Тем временем Филип вернулся к своим делам. Он застучал по клавишам мобильника с яростным возбуждением пианиста и даже не поднял голову, когда я тихо вышла из комнаты.
Глава 9
Всеобщее обозрение
Моя подруга Кэтрин принадлежит к числу людей, которые могут набросить шарф на деревянный ящик, и это будет похоже на парижский богемный приют какой-нибудь графини.
Мы с ней только что посмотрели серию огромных картин в ее студии на Лейт-стрит в Трайбеке — все они были разных оттенков синего — и вернулись в ее квартиру, расположенную там же, но по другую сторону коридора. Стол на козлах в дальнем конце открытой кухни представлял собой натюрморт с сыром и ветчиной из итальянской бакалеи за углом. Смотрелась еда идеально: хлеб, мясо и сыр на старой хлебной доске, чай со льдом в зеленом глазированном кувшине, шикарные льняные салфетки с мережкой. Повсюду стояли старые стулья и кушетки, а еще странного вида лампы и столики, которые Кэтрин и ее муж Майлз долгие годы собирали на блошиных рынках и антикварных распродажах. На полу у входа лежали три маленьких скутера. Под ногами у нас был темный лакированный деревянный пол, а в окнах от пола до потолка виднелись Баттери-Парк и река Гудзон.
— Экзистенциальные штучки в духе Вуди Аллена про то, что мы всегда одни, я понимаю. Но как это выражают синие пятна? Почему синие? Это небо так пробивается наружу и обозначает надежду, или это депрессия, как в голубом периоде Пикассо? — спросила я у Кэтрин. Картины у нее были яркие и импрессионистичные, но я не представляла себе, о чем они.
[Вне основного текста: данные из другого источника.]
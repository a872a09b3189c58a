//! Integration specifications for report deduplication, corroboration, and
//! bounty payment.

mod common {
    use std::collections::HashMap;
    use std::sync::{Arc, Mutex};

    use chrono::{DateTime, Utc};

    use majisoko::identity::{ReportId, UserId};
    use majisoko::notify::{Notification, NotificationError, NotificationPublisher};
    use majisoko::reports::{
        BountyPolicy, GeoPoint, ReportRecord, ReportRepository, ReportService, ReportType,
    };
    use majisoko::store::{ReputationLedger, StoreError};

    pub(super) fn reporter(name: &str) -> UserId {
        UserId(format!("usr-{name}"))
    }

    /// A spot in Dar es Salaam; offsets of 0.0004 degrees of latitude are
    /// roughly 44 meters.
    pub(super) fn spot(lat_offset: f64) -> GeoPoint {
        GeoPoint {
            longitude: 39.2695,
            latitude: -6.8235 + lat_offset,
        }
    }

    #[derive(Default, Clone)]
    pub(super) struct MemoryReports {
        records: Arc<Mutex<HashMap<ReportId, ReportRecord>>>,
    }

    impl ReportRepository for MemoryReports {
        fn insert(&self, record: ReportRecord) -> Result<ReportRecord, StoreError> {
            let mut guard = self.records.lock().expect("lock");
            if guard.contains_key(&record.report.id) {
                return Err(StoreError::Conflict);
            }
            guard.insert(record.report.id.clone(), record.clone());
            Ok(record)
        }

        fn fetch(&self, id: &ReportId) -> Result<Option<ReportRecord>, StoreError> {
            let guard = self.records.lock().expect("lock");
            Ok(guard.get(id).cloned())
        }

        fn update(&self, mut record: ReportRecord) -> Result<ReportRecord, StoreError> {
            let mut guard = self.records.lock().expect("lock");
            let stored = guard.get(&record.report.id).ok_or(StoreError::NotFound)?;
            if stored.version != record.version {
                return Err(StoreError::VersionConflict);
            }
            record.version += 1;
            guard.insert(record.report.id.clone(), record.clone());
            Ok(record)
        }

        fn recent_of_type(
            &self,
            report_type: ReportType,
            since: DateTime<Utc>,
        ) -> Result<Vec<ReportRecord>, StoreError> {
            let guard = self.records.lock().expect("lock");
            Ok(guard
                .values()
                .filter(|record| record.report.report_type == report_type)
                .filter(|record| record.report.created_at >= since)
                .cloned()
                .collect())
        }
    }

    #[derive(Default, Clone)]
    pub(super) struct CapturePublisher {
        events: Arc<Mutex<Vec<Notification>>>,
    }

    impl CapturePublisher {
        pub(super) fn events(&self) -> Vec<Notification> {
            self.events.lock().expect("lock").clone()
        }
    }

    impl NotificationPublisher for CapturePublisher {
        fn publish(&self, notification: Notification) -> Result<(), NotificationError> {
            self.events.lock().expect("lock").push(notification);
            Ok(())
        }
    }

    #[derive(Default, Clone)]
    pub(super) struct MemoryLedger {
        balances: Arc<Mutex<HashMap<UserId, u32>>>,
    }

    impl MemoryLedger {
        pub(super) fn balance(&self, user: &UserId) -> u32 {
            self.balances
                .lock()
                .expect("lock")
                .get(user)
                .copied()
                .unwrap_or(0)
        }
    }

    impl ReputationLedger for MemoryLedger {
        fn award(&self, user: &UserId, points: u32) -> Result<(), StoreError> {
            let mut guard = self.balances.lock().expect("lock");
            *guard.entry(user.clone()).or_insert(0) += points;
            Ok(())
        }
    }

    pub(super) fn build_service() -> (
        ReportService<MemoryReports, CapturePublisher, MemoryLedger>,
        Arc<MemoryReports>,
        Arc<CapturePublisher>,
        Arc<MemoryLedger>,
    ) {
        let repository = Arc::new(MemoryReports::default());
        let publisher = Arc::new(CapturePublisher::default());
        let ledger = Arc::new(MemoryLedger::default());
        let service = ReportService::new(
            repository.clone(),
            publisher.clone(),
            ledger.clone(),
            BountyPolicy::default(),
        );
        (service, repository, publisher, ledger)
    }
}

mod deduplication {
    use super::common::*;
    use majisoko::notify::NotificationTemplate;
    use majisoko::reports::{ReportError, ReportRepository, ReportStatus, ReportType};

    #[test]
    fn the_third_nearby_report_verifies_all_three() {
        let (service, repository, publisher, _) = build_service();
        let first = service
            .file(reporter("amina"), ReportType::BurstPipe, spot(0.0), None)
            .expect("first report");
        let second = service
            .file(reporter("baraka"), ReportType::BurstPipe, spot(0.0004), None)
            .expect("second report");
        assert_eq!(first.report.status, ReportStatus::Pending);
        assert_eq!(second.report.status, ReportStatus::Pending);
        assert_eq!(second.report.verified_count, 2);

        // ~89 m and ~44 m from the two earlier reports, both inside the
        // 100 m radius.
        let third = service
            .file(reporter("chiku"), ReportType::BurstPipe, spot(0.0008), None)
            .expect("third report");
        assert_eq!(third.report.status, ReportStatus::Verified);
        assert_eq!(third.report.verified_count, 3);

        for id in [&first.report.id, &second.report.id] {
            let stored = repository.fetch(id).expect("fetch").expect("present");
            assert_eq!(stored.report.status, ReportStatus::Verified);
            assert_eq!(stored.report.verified_count, 3);
        }

        let corroborations = publisher
            .events()
            .iter()
            .filter(|event| event.template == NotificationTemplate::ReportCorroborated)
            .count();
        assert_eq!(corroborations, 3);
    }

    #[test]
    fn the_same_reporter_cannot_double_report_an_incident() {
        let (service, _, _, _) = build_service();
        service
            .file(reporter("amina"), ReportType::Leakage, spot(0.0), None)
            .expect("first report");
        assert!(matches!(
            service.file(reporter("amina"), ReportType::Leakage, spot(0.0003), None),
            Err(ReportError::DuplicateReport)
        ));
    }

    #[test]
    fn distant_reports_do_not_corroborate() {
        let (service, _, _, _) = build_service();
        service
            .file(reporter("amina"), ReportType::BurstPipe, spot(0.0), None)
            .expect("first report");
        // ~220 meters away, outside the 100 meter radius.
        let far = service
            .file(reporter("baraka"), ReportType::BurstPipe, spot(0.002), None)
            .expect("far report");
        assert_eq!(far.report.verified_count, 1);
        assert_eq!(far.report.status, ReportStatus::Pending);
    }

    #[test]
    fn different_types_do_not_corroborate() {
        let (service, _, _, _) = build_service();
        service
            .file(reporter("amina"), ReportType::BurstPipe, spot(0.0), None)
            .expect("first report");
        let other = service
            .file(reporter("amina"), ReportType::Contamination, spot(0.0), None)
            .expect("other type from the same reporter is not a duplicate");
        assert_eq!(other.report.verified_count, 1);
    }

    #[test]
    fn bounty_amounts_follow_the_per_type_table() {
        let (service, _, _, _) = build_service();
        let cases = [
            (ReportType::BurstPipe, 10_000),
            (ReportType::Leakage, 5_000),
            (ReportType::IllegalConnection, 15_000),
            (ReportType::Contamination, 20_000),
            (ReportType::Vandalism, 7_500),
            (ReportType::Other, 2_500),
        ];
        for (index, (report_type, amount)) in cases.into_iter().enumerate() {
            let record = service
                .file(
                    reporter(&format!("user-{index}")),
                    report_type,
                    spot(index as f64 * 0.01),
                    None,
                )
                .expect("report filed");
            assert_eq!(record.report.bounty_amount, amount, "{report_type:?}");
        }
    }

    #[test]
    fn filing_awards_reporter_reputation() {
        let (service, _, _, ledger) = build_service();
        service
            .file(reporter("amina"), ReportType::Other, spot(0.0), None)
            .expect("report filed");
        assert_eq!(ledger.balance(&reporter("amina")), 5);
    }
}

mod resolution {
    use super::common::*;
    use majisoko::notify::NotificationTemplate;
    use majisoko::reports::{ReportError, ReportStatus, ReportType};

    #[test]
    fn resolving_pays_the_bounty_exactly_once() {
        let (service, _, publisher, ledger) = build_service();
        let record = service
            .file(reporter("amina"), ReportType::BurstPipe, spot(0.0), None)
            .expect("report filed");
        let id = record.report.id;

        let resolved = service
            .resolve(&id, reporter("admin"), "pipe repaired".to_string())
            .expect("resolve succeeds");
        assert_eq!(resolved.report.status, ReportStatus::Resolved);
        assert!(resolved.report.bounty_paid);
        assert!(resolved.report.bounty_paid_at.is_some());
        assert!(resolved.report.resolved_at.is_some());
        // 5 for filing, 20 for the resolution bonus.
        assert_eq!(ledger.balance(&reporter("amina")), 25);
        assert!(publisher
            .events()
            .iter()
            .any(|event| event.template == NotificationTemplate::BountyPaid));

        assert!(matches!(
            service.resolve(&id, reporter("admin"), "again".to_string()),
            Err(ReportError::AlreadyResolved)
        ));
        assert_eq!(ledger.balance(&reporter("amina")), 25);
    }
}

mod workflow {
    use super::common::*;
    use majisoko::reports::{ReportError, ReportStatus, ReportType};

    #[test]
    fn status_only_moves_forward() {
        let (service, _, _, _) = build_service();
        let record = service
            .file(reporter("amina"), ReportType::Leakage, spot(0.0), None)
            .expect("report filed");
        let id = record.report.id;

        let forwarded = service
            .advance(&id, ReportStatus::Forwarded)
            .expect("forwarded");
        assert_eq!(forwarded.report.status, ReportStatus::Forwarded);

        assert!(matches!(
            service.advance(&id, ReportStatus::Pending),
            Err(ReportError::InvalidStatusChange { .. })
        ));
        assert!(matches!(
            service.advance(&id, ReportStatus::Resolved),
            Err(ReportError::InvalidStatusChange { .. }),
        ));

        let in_progress = service
            .advance(&id, ReportStatus::InProgress)
            .expect("in progress");
        assert_eq!(in_progress.report.status, ReportStatus::InProgress);
    }

    #[test]
    fn rejection_is_reachable_from_any_pre_resolved_status() {
        let (service, _, _, _) = build_service();
        let record = service
            .file(reporter("amina"), ReportType::Vandalism, spot(0.0), None)
            .expect("report filed");
        let id = record.report.id;
        service
            .advance(&id, ReportStatus::InProgress)
            .expect("in progress");

        let rejected = service
            .advance(&id, ReportStatus::Rejected)
            .expect("rejected");
        assert_eq!(rejected.report.status, ReportStatus::Rejected);

        assert!(matches!(
            service.advance(&id, ReportStatus::Forwarded),
            Err(ReportError::InvalidStatusChange { .. })
        ));
    }

    #[test]
    fn resolved_reports_cannot_be_rejected() {
        let (service, _, _, _) = build_service();
        let record = service
            .file(reporter("amina"), ReportType::Other, spot(0.0), None)
            .expect("report filed");
        let id = record.report.id;
        service
            .resolve(&id, reporter("admin"), "done".to_string())
            .expect("resolved");
        assert!(matches!(
            service.advance(&id, ReportStatus::Rejected),
            Err(ReportError::InvalidStatusChange { .. })
        ));
    }
}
Кэтрин просто пожала плечами и потрепала меня по голове, направляясь к холодильнику. Ей было без разницы, что я никогда толком не понимала ее искусства. Достаточно, что его понимал Майлз, который по совместительству был ее агентом, и модные горожане, платившие кучу денег за то, чтобы украшать ее работами стены своих стильных квартир.
— Меня достали самовлюбленные автопортреты, — объяснила она, — а потом и бесконечное «порно встречается с невинностью». Так что я закончила с портретами и вернулась к абстракциям. Это мой поздний период де Кунинга, хоть он и рановато наступил.
Она посмеивалась над собой и над окружавшим ее странноватым миром искусства, но я все равно ничего не понимала.